▶ _ABOUT THIS EXERCISE_:
Look through the entries. Copy each line that has the word "reason".

▶ _TASK INPUTS_:
--------------------

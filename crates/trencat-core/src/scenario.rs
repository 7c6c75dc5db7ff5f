// Copyright 2025 eraflo
//
// Licensed under the Apache License, Version 2.0 (the "License");
// you may not use this file except in compliance with the License.
// You may obtain a copy of the License at
//
//     http://www.apache.org/licenses/LICENSE-2.0
//
// Unless required by applicable law or agreed to in writing, software
// distributed under the License is distributed on an "AS IS" BASIS,
// WITHOUT WARRANTIES OR CONDITIONS OF ANY KIND, either express or implied.
// See the License for the specific language governing permissions and
// limitations under the License.

//! JSON scenarios: a train, its route and the initial conditions.

use crate::error::CoreResult;
use crate::physics::PhysicsCore;
use crate::sensors::Sensors;
use crate::track::TrackSegment;
use crate::train::Train;
use serde::{Deserialize, Serialize};

/// Everything needed to put a train on a route.
#[derive(Debug, Clone, PartialEq, Serialize, Deserialize)]
#[serde(rename_all = "camelCase")]
pub struct Scenario {
    /// The train specification.
    pub train: Train,
    /// The route, in order.
    pub tracks: Vec<TrackSegment>,
    /// Initial conditions. Missing fields default to a train at rest.
    #[serde(default)]
    pub initial: Sensors,
}

impl Scenario {
    /// Parses a scenario from JSON.
    pub fn from_json(json: &str) -> serde_json::Result<Self> {
        serde_json::from_str(json)
    }

    /// Serializes the scenario to pretty-printed JSON.
    pub fn to_json(&self) -> serde_json::Result<String> {
        serde_json::to_string_pretty(self)
    }

    /// Loads the scenario into an engine: train, then tracks, then sensors.
    pub fn apply(&self, core: &PhysicsCore) -> CoreResult<()> {
        core.set_train(self.train)?;
        core.set_tracks(self.tracks.iter().copied())?;
        core.set_sensors(self.initial);
        Ok(())
    }
}
// Copyright 2025 eraflo
//
// Licensed under the Apache License, Version 2.0 (the "License");
// you may not use this file except in compliance with the License.
// You may obtain a copy of the License at
//
//     http://www.apache.org/licenses/LICENSE-2.0
//
// Unless required by applicable law or agreed to in writing, software
// distributed under the License is distributed on an "AS IS" BASIS,
// WITHOUT WARRANTIES OR CONDITIONS OF ANY KIND, either express or implied.
// See the License for the specific language governing permissions and
// limitations under the License.

//! Track segments and the registry that links them into a route.

mod registry;

pub use registry::TrackRegistry;

use crate::error::{CoreError, CoreResult};
use serde::{Deserialize, Deserializer, Serialize, Serializer};
use std::fmt;

/// Identifier of a track segment.
#[derive(Debug, Clone, Copy, PartialEq, Eq, Hash, PartialOrd, Ord, Serialize, Deserialize)]
#[serde(transparent)]
pub struct TrackId(pub u32);

impl fmt::Display for TrackId {
    fn fmt(&self, f: &mut fmt::Formatter<'_>) -> fmt::Result {
        write!(f, "#{}", self.0)
    }
}

/// One of the two ends of a segment.
#[derive(Debug, Clone, Copy, PartialEq, Eq, Hash)]
pub enum Direction {
    /// Towards increasing position.
    Forward,
    /// Towards decreasing position.
    Backward,
}

impl Direction {
    /// Returns the opposite end.
    pub fn reverse(self) -> Self {
        match self {
            Direction::Forward => Direction::Backward,
            Direction::Backward => Direction::Forward,
        }
    }
}

impl fmt::Display for Direction {
    fn fmt(&self, f: &mut fmt::Formatter<'_>) -> fmt::Result {
        match self {
            Direction::Forward => write!(f, "forward"),
            Direction::Backward => write!(f, "backward"),
        }
    }
}

/// A stretch of track with uniform physical properties.
#[derive(Debug, Clone, Copy, PartialEq, Serialize, Deserialize)]
#[serde(rename_all = "camelCase")]
pub struct TrackSegment {
    /// Identifier, unique within a registry.
    pub id: TrackId,
    /// The segment entered when leaving through the forward end.
    #[serde(default)]
    pub forward: Option<TrackId>,
    /// The segment entered when leaving through the backward end.
    #[serde(default)]
    pub backward: Option<TrackId>,
    /// Length in m.
    pub length: f64,
    /// Speed limit in m/s.
    pub max_velocity: f64,
    /// Inclination in radians, positive uphill.
    #[serde(default)]
    pub slope: f64,
    /// Bend radius in m. `f64::INFINITY` means straight track; stored as `null` in JSON.
    #[serde(default = "straight", with = "bend_radius")]
    pub bend_radius: f64,
    /// Whether the segment runs through a tunnel.
    #[serde(default)]
    pub tunnel: bool,
}

pub(crate) fn straight() -> f64 {
    f64::INFINITY
}

impl TrackSegment {
    /// Creates a straight, flat, open-air segment with no neighbors.
    pub fn new(id: TrackId, length: f64, max_velocity: f64) -> Self {
        Self {
            id,
            forward: None,
            backward: None,
            length,
            max_velocity,
            slope: 0.0,
            bend_radius: f64::INFINITY,
            tunnel: false,
        }
    }

    /// Returns the neighbor reference at the given end.
    pub fn neighbor(&self, direction: Direction) -> Option<TrackId> {
        match direction {
            Direction::Forward => self.forward,
            Direction::Backward => self.backward,
        }
    }

    /// Checks the segment's own properties, independent of any registry.
    pub fn validate(&self) -> CoreResult<()> {
        let invalid = |reason: String| CoreError::InvalidTrack {
            id: self.id,
            reason,
        };
        if !self.length.is_finite() || self.length <= 0.0 {
            return Err(invalid(format!("length must be positive, got {}", self.length)));
        }
        if self.max_velocity.is_nan() || self.max_velocity < 0.0 {
            return Err(invalid(format!(
                "max velocity must not be negative, got {}",
                self.max_velocity
            )));
        }
        if !self.slope.is_finite() {
            return Err(invalid(format!("slope is {}", self.slope)));
        }
        if self.bend_radius.is_nan() || self.bend_radius <= 0.0 {
            return Err(invalid(format!(
                "bend radius must be positive, got {}",
                self.bend_radius
            )));
        }
        if self.forward == Some(self.id) || self.backward == Some(self.id) {
            return Err(invalid("a segment cannot neighbor itself".to_string()));
        }
        Ok(())
    }
}

/// Maps the infinite "straight" bend radius to JSON `null` and back.
pub(crate) mod bend_radius {
    use super::*;

    pub fn serialize<S: Serializer>(radius: &f64, serializer: S) -> Result<S::Ok, S::Error> {
        if radius.is_infinite() {
            serializer.serialize_none()
        } else {
            serializer.serialize_some(radius)
        }
    }

    pub fn deserialize<'de, D: Deserializer<'de>>(deserializer: D) -> Result<f64, D::Error> {
        Ok(Option::<f64>::deserialize(deserializer)?.unwrap_or(f64::INFINITY))
    }
}

#[cfg(test)]
mod tests {
    use super::*;

    #[test]
    fn test_new_segment_is_straight() {
        let track = TrackSegment::new(TrackId(1), 100.0, 10.0);
        assert!(track.bend_radius.is_infinite());
        assert!(track.validate().is_ok());
    }

    #[test]
    fn test_self_reference_is_rejected() {
        let track = TrackSegment {
            forward: Some(TrackId(1)),
            ..TrackSegment::new(TrackId(1), 100.0, 10.0)
        };
        assert!(matches!(
            track.validate(),
            Err(CoreError::InvalidTrack { id: TrackId(1), .. })
        ));
    }

    #[test]
    fn test_zero_length_is_rejected() {
        assert!(TrackSegment::new(TrackId(1), 0.0, 10.0).validate().is_err());
    }

    #[test]
    fn test_straight_track_json_roundtrip() {
        let track = TrackSegment::new(TrackId(3), 250.0, 14.0);
        let json = serde_json::to_string(&track).unwrap();
        assert!(json.contains("\"bendRadius\":null"));
        let back: TrackSegment = serde_json::from_str(&json).unwrap();
        assert_eq!(back, track);
    }

    #[test]
    fn test_missing_optional_fields_take_defaults() {
        let track: TrackSegment =
            serde_json::from_str(r#"{"id": 7, "length": 500.0, "maxVelocity": 20.0}"#).unwrap();
        assert_eq!(track.forward, None);
        assert_eq!(track.slope, 0.0);
        assert!(track.bend_radius.is_infinite());
        assert!(!track.tunnel);
    }

    #[test]
    fn test_direction_reverse() {
        assert_eq!(Direction::Forward.reverse(), Direction::Backward);
        assert_eq!(Direction::Backward.reverse(), Direction::Forward);
    }
}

--------------------

▶ _SOLUTION TO THIS PROBLEM_:
        let invalid = |reason: String| CoreError::InvalidTrack {
            reason,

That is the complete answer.